- [Problem to solve]
The required result is an exact copy of the lines beginning at the line that contains "pub mod local;" and ending at the last line of the material below.

- [Input material]
//! Repository implementations module.
//!
//! This module contains the implementations of the `ClimateRepository` trait:
//! - `sqlite`: the SQLite dataset through Diesel
//! - `local`: In-memory implementation for unit testing and local development
pub mod local;
#[cfg(feature = "sqlite-repo")]
pub mod sqlite;

pub use local::LocalRepository;
#[cfg(feature = "sqlite-repo")]
pub use sqlite::SqliteRepository;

- [Exercise solution]
pub mod local;
#[cfg(feature = "sqlite-repo")]
pub mod sqlite;

pub use local::LocalRepository;
#[cfg(feature = "sqlite-repo")]
pub use sqlite::SqliteRepository;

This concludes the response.